この催しが開催されたのは今回で初めてであり、死後の臓器・組織提供について十分に理解してもらうための広報・啓発活動を目的としています。命をつなぎ、支え合うという人道的なメッセージを社会全体へ広げる取り組みとして注目されています。

5月20日の「臓器・組織提供啓発デー」の実施は、臓器提供という人道的な医療分野を重視していることの表れです。イベントで演説したファム・ティ・タイン・チャー副首相は、「臓器や組織の提供は、単なる医療行為ではない。“与えることで命は生き続ける”という崇高な人生哲学を体現する、最も尊い人道的行為です。臓器を提供する方々の静かな献身はかけがえのないものであり、人への思いやりと愛情を最も美しく示すものである」と強調しました。
(テープ)
「「きょう寄せられる一枚一枚の臓器・組織提供登録書は、明日、多くの人々の命の希望となる可能性があります。

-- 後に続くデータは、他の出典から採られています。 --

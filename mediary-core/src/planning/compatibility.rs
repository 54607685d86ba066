// ============================================================================
// mediary-core/src/planning/compatibility.rs
// ============================================================================
//
// COMPATIBILITY TABLES: Static codec and container knowledge
//
// KEY COMPONENTS:
// - Bitmap subtitle classification (bitmap vs. text)
// - Container alias normalization
// - Container/codec support table
//
// Containers or stream types missing from the table are unrestricted.

// ---- External crate imports ----
use once_cell::sync::Lazy;

// ---- Standard library imports ----
use std::collections::{HashMap, HashSet};

// ---- Internal crate imports ----
use crate::media::CodecType;

/// Subtitle codecs that carry images rather than text.
static BITMAP_SUBTITLE_CODECS: Lazy<HashSet<&'static str>> = Lazy::new(|| {
    [
        "hdmv_pgs_subtitle",
        "pgssub",
        "dvd_subtitle",
        "dvdsub",
        "dvb_subtitle",
        "dvbsub",
        "xsub",
        "dvb_teletext",
    ]
    .into_iter()
    .collect()
});

/// Codecs each container can carry, per stream type.
type CodecTable = HashMap<&'static str, HashMap<CodecType, HashSet<&'static str>>>;

static CONTAINER_CODECS: Lazy<CodecTable> =
    Lazy::new(|| {
        let entries: &[(&str, CodecType, &[&str])] = &[
            (
                "mp4",
                CodecType::Video,
                &["h264", "hevc", "av1", "vp9", "mpeg4", "mpeg2video", "mjpeg"],
            ),
            (
                "mp4",
                CodecType::Audio,
                &["aac", "mp3", "ac3", "eac3", "alac", "opus", "flac"],
            ),
            ("mp4", CodecType::Subtitle, &["mov_text"]),
            ("mp4", CodecType::Data, &["tmcd"]),
            (
                "mov",
                CodecType::Video,
                &["h264", "hevc", "prores", "mpeg4", "mjpeg", "av1"],
            ),
            (
                "mov",
                CodecType::Audio,
                &["aac", "alac", "mp3", "ac3", "eac3", "pcm_s16le", "pcm_s24le"],
            ),
            ("mov", CodecType::Subtitle, &["mov_text"]),
            ("mov", CodecType::Data, &["tmcd"]),
            ("webm", CodecType::Video, &["vp8", "vp9", "av1"]),
            ("webm", CodecType::Audio, &["opus", "vorbis"]),
            ("webm", CodecType::Subtitle, &["webvtt"]),
            ("webm", CodecType::Data, &[]),
            ("mpegts", CodecType::Video, &["h264", "hevc", "mpeg2video", "mpeg1video"]),
            (
                "mpegts",
                CodecType::Audio,
                &["aac", "mp2", "mp3", "ac3", "eac3", "opus"],
            ),
            (
                "mpegts",
                CodecType::Subtitle,
                &["dvb_subtitle", "dvb_teletext"],
            ),
        ];

        let mut table = CodecTable::new();
        for (container, codec_type, codecs) in entries {
            table
                .entry(*container)
                .or_default()
                .insert(*codec_type, codecs.iter().copied().collect());
        }
        table
    });

/// Returns true if the subtitle codec is image based.
#[must_use]
pub fn is_bitmap_subtitle(codec: &str) -> bool {
    BITMAP_SUBTITLE_CODECS.contains(codec)
}

/// Returns true if converting between the two subtitle codecs would cross the
/// bitmap/text boundary, which no transcoder can do without OCR or rendering.
#[must_use]
pub fn crosses_subtitle_class(current: &str, desired: &str) -> bool {
    is_bitmap_subtitle(current) != is_bitmap_subtitle(desired)
}

/// Maps container aliases (file extensions and short names) to the muxer name.
#[must_use]
pub fn normalize_container(name: &str) -> &str {
    match name {
        "mkv" | "mka" | "mks" => "matroska",
        "m4v" | "m4a" => "mp4",
        "ts" | "m2ts" => "mpegts",
        "qt" => "mov",
        other => other,
    }
}

/// Returns true if `container` can carry a stream of `codec_type` encoded with `codec`.
///
/// Unknown containers or stream types are treated as unrestricted.
#[must_use]
pub fn container_supports(container: &str, codec_type: CodecType, codec: &str) -> bool {
    let container = normalize_container(container);
    match CONTAINER_CODECS
        .get(container)
        .and_then(|by_type| by_type.get(&codec_type))
    {
        Some(codecs) => codecs.contains(codec),
        None => true,
    }
}

/// Returns true if the prober's format name (e.g. "mov,mp4,m4a,3gp,3g2,mj2")
/// already names the given container.
#[must_use]
pub fn format_matches_container(format_name: &str, container: &str) -> bool {
    let container = normalize_container(container);
    format_name
        .split(',')
        .any(|name| normalize_container(name.trim()) == container)
}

臓器・組織提供の運動を社会に広く根付かせ、「与えることで命は生き続ける」という精神を国民全体に広げていく必要があります。保健省は、制度や法整備を急ぐとともに、移植医療の能力向上や最新の調整システムの構築、さらに科学技術やイノベーション、デジタル化の活用を進めていく方針です。また、こうした取り組みを社会に浸透させるうえで、報道機関が重要な役割を担うことが期待されています。多様で効果的な広報を通じて、これまでの誤った認識や偏見を改め、臓器提供に対する新しい考え方を広げるとともに、社会全体に思いやりと助け合い、そして共同体としての責任感を力強く呼び起こしていかなければなりません」
現在、ベトナムの臓器移植技術は、地域の先進国に近い水準に達していると評価されています。2025年時点で、全国の移植件数は1万878件に上っています。医療分野では、設備投資や人材育成に加え、全国の病院への技術移転にも力を入れています。

ダオ・ホン・ラン保健大臣は、次のように述べました。
(テープ)
「保健省は今後も、病院や医療機関に対し、臓器の受け入れ・保存・移植能力の向上を指導します。また、脳死患者からの臓器提供に迅速に対応するとともに臓器提供への理解を広げるため、救急・集中治療機能を備えたすべての病院で、臓器提供に関する相談窓口の整備を進めていきます。これは、より多くの命を救うための持続可能な臓器提供源となります。さらに、デジタル化と透明性の向上を進め、移植待機リストおよび国家臓器調整システムのソフトウェアを、公平性と客観性を絶対原則として運用しています」
「5月20日の臓器・組織提供啓発デー」は、今後、「臓器・組織提供 ― 与えることで命は生き続ける」というメッセージを、社会全体へ広く伝えていく重要な節目となることが期待されています。